Agreed. That is always a tough thought to process though. You know most ex-cons would likely vote for a specific party that promises free shit to stupid people.
You know most ex-cons would likely vote for a specific party that promises free shit to stupid people.
If past performance is any indication* most ex-cons wouldn't even register. In places where they do regain the right to vote, 40% registry is exceptionally high. Probably some things like generally anti-social behavior, getting locked in a cage, and otherwise 'seeing some shit' that make the popularity contest seem kinda irrelevant.
*It isn't.
True. Also, who tracks these numbers down from the ex-con crowd? Ever wonder where these troves of numbers come from.
Me thinks they come from the gov't mill.
You can get your rights back, it's just not automatic.
Apropos of this, I'll let you real libertarians make a determination on this one:
She got jailed for the video, not the stalking/harassment?
Eh, it's questionable:
this seems like it's a threat. Certainly intimidation.
But there are strange details:
this Jametski person sounds pretty awful.
She's lucky she didn't get her ass whooped.
That's what she really needs. I severe beatdown.
Assault
As the driver in front makes her way to Rainier Prep Academy near White Center
God, that sentence fragment is like something out of PG Wodehouse, if he wrote an anti-racism satire.
my determination = she was harassing the woman, and maybe even reckless-driving or something (filming)... but fuck no, that's not a hate-crime, and fuck the prosecutors who try and gin this sort of crime up just because they want to punish wrong-think.
We need hate crime registries clearly. The fact that I can already run a criminal background check on someone if they want something from me isn't good enough. Who cares if someone is a thief or a murderer. What you need to know is if he called some guy a homo when he was 15 years old.
This is all because Shackleford's social group's protected status is on the decline and he can now find himself not the victim of a hate crime but the perpetrator of one. Mock my words, everyone! That's what this is about.

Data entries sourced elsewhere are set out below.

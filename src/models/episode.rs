use chrono::{NaiveDate, Weekday};
use serde::{Deserialize, Serialize};
use uuid::Uuid;

use super::boundary::mdy;

/// A care episode: the fixed window every frequency must fall inside.
#[derive(Debug, Clone, PartialEq, Eq, Serialize, Deserialize)]
pub struct Episode {
    pub id: Uuid,
    #[serde(with = "mdy")]
    pub start_date: NaiveDate,
    #[serde(with = "mdy")]
    pub end_date: NaiveDate,
    /// First day of each work week after the first one.
    pub first_work_week_day: Weekday,
}

impl Episode {
    pub fn new(start_date: NaiveDate, end_date: NaiveDate, first_work_week_day: Weekday) -> Self {
        Self {
            id: Uuid::new_v4(),
            start_date,
            end_date,
            first_work_week_day,
        }
    }
}
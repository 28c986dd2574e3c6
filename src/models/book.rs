use std::collections::BTreeMap;

use uuid::Uuid;

use super::enums::{Discipline, FrequencyStatus};
use super::frequency::{Frequency, FrequencyKey};

/// In-memory frequency collection for one episode, keyed by
/// `(discipline, status, is_pho)`.
#[derive(Debug, Clone, Default)]
pub struct FrequencyBook {
    entries: BTreeMap<FrequencyKey, Vec<Frequency>>,
}

impl FrequencyBook {
    pub fn new() -> Self {
        Self::default()
    }

    pub fn insert(&mut self, frequency: Frequency) {
        self.entries.entry(frequency.key()).or_default().push(frequency);
    }

    pub fn get(&self, key: &FrequencyKey) -> &[Frequency] {
        self.entries.get(key).map(Vec::as_slice).unwrap_or(&[])
    }

    /// New and current frequencies of one scope, new rows last.
    pub fn scope(&self, discipline: Discipline, is_pho: bool) -> Vec<&Frequency> {
        [FrequencyStatus::Current, FrequencyStatus::New]
            .into_iter()
            .flat_map(|status| {
                self.get(&FrequencyKey {
                    discipline,
                    status,
                    is_pho,
                })
            })
            .collect()
    }

    /// Swaps in an updated record with the same id. Returns false when no
    /// saved record carries that id.
    pub fn replace(&mut self, updated: Frequency) -> bool {
        let Some(id) = updated.id else {
            return false;
        };
        let found = self.entries.iter().find_map(|(key, list)| {
            list.iter()
                .position(|f| f.id == Some(id))
                .map(|pos| (*key, pos))
        });
        let Some((key, pos)) = found else {
            return false;
        };
        if let Some(list) = self.entries.get_mut(&key) {
            list.remove(pos);
        }
        self.insert(updated);
        true
    }

    /// Drops an unsaved `new` row (the only case where a frequency is
    /// hard-deleted). Saved rows are left alone.
    pub fn cancel_unsaved(&mut self, key: &FrequencyKey, index: usize) -> Option<Frequency> {
        if key.status != FrequencyStatus::New {
            return None;
        }
        let list = self.entries.get_mut(key)?;
        if list.get(index).is_some_and(|f| !f.is_saved()) {
            Some(list.remove(index))
        } else {
            None
        }
    }

    pub fn find(&self, id: &Uuid) -> Option<&Frequency> {
        self.iter().find(|f| f.id.as_ref() == Some(id))
    }

    pub fn iter(&self) -> impl Iterator<Item = &Frequency> {
        self.entries.values().flatten()
    }

    pub fn len(&self) -> usize {
        self.entries.values().map(Vec::len).sum()
    }

    pub fn is_empty(&self) -> bool {
        self.len() == 0
    }
}

impl FromIterator<Frequency> for FrequencyBook {
    fn from_iter<I: IntoIterator<Item = Frequency>>(iter: I) -> Self {
        let mut book = Self::new();
        for f in iter {
            book.insert(f);
        }
        book
    }
}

Minorities, Muslims, LGBTQ (Didn't mean to leave any letters out) will be exempt from the list, of course.
The Idea of a Hate Crimes Offender Registry Is Absurd
Fixed for truth.
I can honestly say I hate Mr. Bocanegra with the passion of a thousand suns.
Register me.
He has introduced AB 39, which has no actual content as yet.
HATE CRIME!
"It's odd for a legislator to propose such a database given the criminal justice 'ban the box' push, encouraging employers wait until they're offering somebody a job to check their criminal background."

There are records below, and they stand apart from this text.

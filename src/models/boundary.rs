//! Serde helpers for the UI boundary.
//!
//! The scheduling screens exchange dates as `MM/DD/YYYY` strings and some
//! legacy payloads still send booleans as `"true"`/`"false"`. Records use
//! `chrono::NaiveDate` and `bool` internally and convert only here.

use chrono::NaiveDate;
use serde::{Deserialize, Deserializer, Serializer};

pub const MDY_FORMAT: &str = "%m/%d/%Y";

pub fn format_mdy(date: &NaiveDate) -> String {
    date.format(MDY_FORMAT).to_string()
}

pub fn parse_mdy(s: &str) -> Option<NaiveDate> {
    NaiveDate::parse_from_str(s.trim(), MDY_FORMAT).ok()
}

/// `#[serde(with = "mdy")]` for required dates.
pub mod mdy {
    use super::*;

    pub fn serialize<S: Serializer>(date: &NaiveDate, serializer: S) -> Result<S::Ok, S::Error> {
        serializer.serialize_str(&format_mdy(date))
    }

    pub fn deserialize<'de, D: Deserializer<'de>>(deserializer: D) -> Result<NaiveDate, D::Error> {
        let raw = String::deserialize(deserializer)?;
        parse_mdy(&raw).ok_or_else(|| {
            serde::de::Error::custom(format!("invalid date '{raw}', expected MM/DD/YYYY"))
        })
    }
}

/// `#[serde(with = "mdy_option")]` for optional dates. Blank strings read as `None`.
pub mod mdy_option {
    use super::*;

    pub fn serialize<S: Serializer>(
        date: &Option<NaiveDate>,
        serializer: S,
    ) -> Result<S::Ok, S::Error> {
        match date {
            Some(d) => serializer.serialize_str(&format_mdy(d)),
            None => serializer.serialize_none(),
        }
    }

    pub fn deserialize<'de, D: Deserializer<'de>>(
        deserializer: D,
    ) -> Result<Option<NaiveDate>, D::Error> {
        let raw: Option<String> = Option::deserialize(deserializer)?;
        match raw.as_deref().map(str::trim) {
            None | Some("") => Ok(None),
            Some(s) => parse_mdy(s).map(Some).ok_or_else(|| {
                serde::de::Error::custom(format!("invalid date '{s}', expected MM/DD/YYYY"))
            }),
        }
    }
}

/// `#[serde(deserialize_with = "flag")]`: accepts `true`, `"true"`, `"TRUE"`, `"false"`, `""`.
pub fn flag<'de, D: Deserializer<'de>>(deserializer: D) -> Result<bool, D::Error> {
    #[derive(Deserialize)]
    #[serde(untagged)]
    enum RawFlag {
        Bool(bool),
        Text(String),
    }

    match RawFlag::deserialize(deserializer)? {
        RawFlag::Bool(b) => Ok(b),
        RawFlag::Text(s) => match s.trim().to_ascii_lowercase().as_str() {
            "true" => Ok(true),
            "false" | "" => Ok(false),
            other => Err(serde::de::Error::custom(format!("invalid flag '{other}'"))),
        },
    }
}
pub mod boundary;
pub mod book;
pub mod enums;
pub mod episode;
pub mod frequency;

pub use book::*;
pub use enums::*;
pub use episode::*;
pub use frequency::*;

Why do you expect that level of intellectual consistency? In New Jersey, our Legislature thinks nothing of passing a "ban the box" law on Tuesday and a law mandating criminal background checks on Wednesday. In fact, many of the same legislators who pushed the "ban the box" law "because everyone deserves a second chance" then demanded that the NFL ban Ray Rice for life because someone guilty of his crime "does not deserve to be professional athlete."
If we can't punish the people and behaviors we don't like, who can we punish?

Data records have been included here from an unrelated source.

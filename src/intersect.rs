//! Intersection of tidal and daylight windows.

use crate::Window;
use tracing::debug;

/// True if `windows` is sorted by start and no window overlaps its successor.
///
/// Windows that touch (`a.end == b.start`) still count as disjoint.
pub fn is_sorted_disjoint(windows: &[Window]) -> bool {
    windows.windows(2).all(|pair| pair[0].end <= pair[1].start)
}

/// Every non-empty overlap between a tidal window and a daylight window.
///
/// An overlap is `[max(starts), min(ends)]` and is emitted only when its start
/// is strictly before its end, so touching windows contribute nothing.
///
/// Both lists are normally sorted and internally disjoint, which allows an
/// O(n+m) merge. Otherwise the full cross product is taken instead; either
/// way the result holds the same overlaps, in chronological order.
pub fn intersect_windows(tidal: &[Window], daylight: &[Window]) -> Vec<Window> {
    if is_sorted_disjoint(tidal) && is_sorted_disjoint(daylight) {
        return sweep(tidal, daylight);
    }

    debug!(
        tidal = tidal.len(),
        daylight = daylight.len(),
        "window lists not sorted and disjoint, intersecting pairwise"
    );
    let mut combined: Vec<Window> = tidal
        .iter()
        .flat_map(|t| daylight.iter().filter_map(move |d| t.intersection(d)))
        .collect();
    combined.sort();
    combined
}

fn sweep(a: &[Window], b: &[Window]) -> Vec<Window> {
    let mut result = Vec::new();
    let (mut i, mut j) = (0, 0);
    while i < a.len() && j < b.len() {
        if let Some(overlap) = a[i].intersection(&b[j]) {
            result.push(overlap);
        }
        if a[i].end <= b[j].end {
            i += 1;
        } else {
            j += 1;
        }
    }
    result
}

#[cfg(test)]
mod tests {
    use super::*;
    use chrono::{Duration, NaiveDate, NaiveDateTime};

    fn h(hours: i64) -> NaiveDateTime {
        NaiveDate::from_ymd_opt(2024, 3, 1)
            .unwrap()
            .and_hms_opt(0, 0, 0)
            .unwrap()
            + Duration::hours(hours)
    }

    fn w(start: i64, end: i64) -> Window {
        Window::new(h(start), h(end)).unwrap()
    }

    /// Reference result: every pair, sorted.
    fn cross_product(a: &[Window], b: &[Window]) -> Vec<Window> {
        let mut out: Vec<Window> = a
            .iter()
            .flat_map(|x| b.iter().filter_map(move |y| x.intersection(y)))
            .collect();
        out.sort();
        out
    }

    #[test]
    fn overlaps_are_clipped_to_both_windows() {
        let tidal = vec![w(2, 8), w(14, 20), w(26, 32)];
        let daylight = vec![w(6, 18), w(30, 42)];
        assert_eq!(
            intersect_windows(&tidal, &daylight),
            vec![w(6, 8), w(14, 18), w(30, 32)]
        );
    }

    #[test]
    fn touching_windows_produce_nothing() {
        let tidal = vec![w(0, 6), w(18, 24)];
        let daylight = vec![w(6, 18)];
        assert!(intersect_windows(&tidal, &daylight).is_empty());
    }

    #[test]
    fn one_tidal_window_spanning_several_days() {
        let tidal = vec![w(0, 72)];
        let daylight = vec![w(6, 18), w(30, 42), w(54, 66)];
        assert_eq!(intersect_windows(&tidal, &daylight), daylight);
    }

    #[test]
    fn full_day_coverage_returns_tidal_windows_unchanged() {
        let tidal = vec![w(1, 5), w(13, 17), w(25, 29), w(37, 47)];
        let daylight = vec![w(0, 24), w(24, 48)];
        assert_eq!(intersect_windows(&tidal, &daylight), tidal);
    }

    #[test]
    fn empty_inputs() {
        assert!(intersect_windows(&[], &[w(0, 1)]).is_empty());
        assert!(intersect_windows(&[w(0, 1)], &[]).is_empty());
    }

    #[test]
    fn sweep_matches_cross_product() {
        let tidal: Vec<Window> = (0..20).map(|k| w(k * 7, k * 7 + 3)).collect();
        let daylight: Vec<Window> = (0..6).map(|d| w(d * 24 + 6, d * 24 + 18)).collect();
        assert_eq!(
            intersect_windows(&tidal, &daylight),
            cross_product(&tidal, &daylight)
        );
    }

    #[test]
    fn overlapping_daylight_input_falls_back_to_pairwise() {
        let tidal = vec![w(0, 10), w(12, 20)];
        let daylight = vec![w(2, 14), w(4, 16)];
        assert!(!is_sorted_disjoint(&daylight));
        assert_eq!(
            intersect_windows(&tidal, &daylight),
            cross_product(&tidal, &daylight)
        );
    }
}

Not sure they want to go down that path. I've been hearing a lot about how hate crimes are on the rise since Trump's election and yet every single instance of "white Trump supporters" violently oppressing others because of race or religion has turned out to be a hoax, meanwhile the only actual "hate crimes" that have been substantiated are leftist minorities attacking white males. Now I'm sure they don't worry about that because A) in their mind there's no such thing as a "hate crime" that doesn't feature a white perpetrator and B) even if they accept the possibility, they don't think for a minute that their standards on what constitutes "hate crime" would be applied evenhandedly, which they consider just due to the historical legacy of what-the-fuck-ever.
The prospect of a hate crime registry is especially disturbing considering that some people in California consider using presumptive pronouns to be a hate crime.
Correction! I misread the stats. There are actually even fewer hate crime convictions in 2015 than understood. I've updated the post.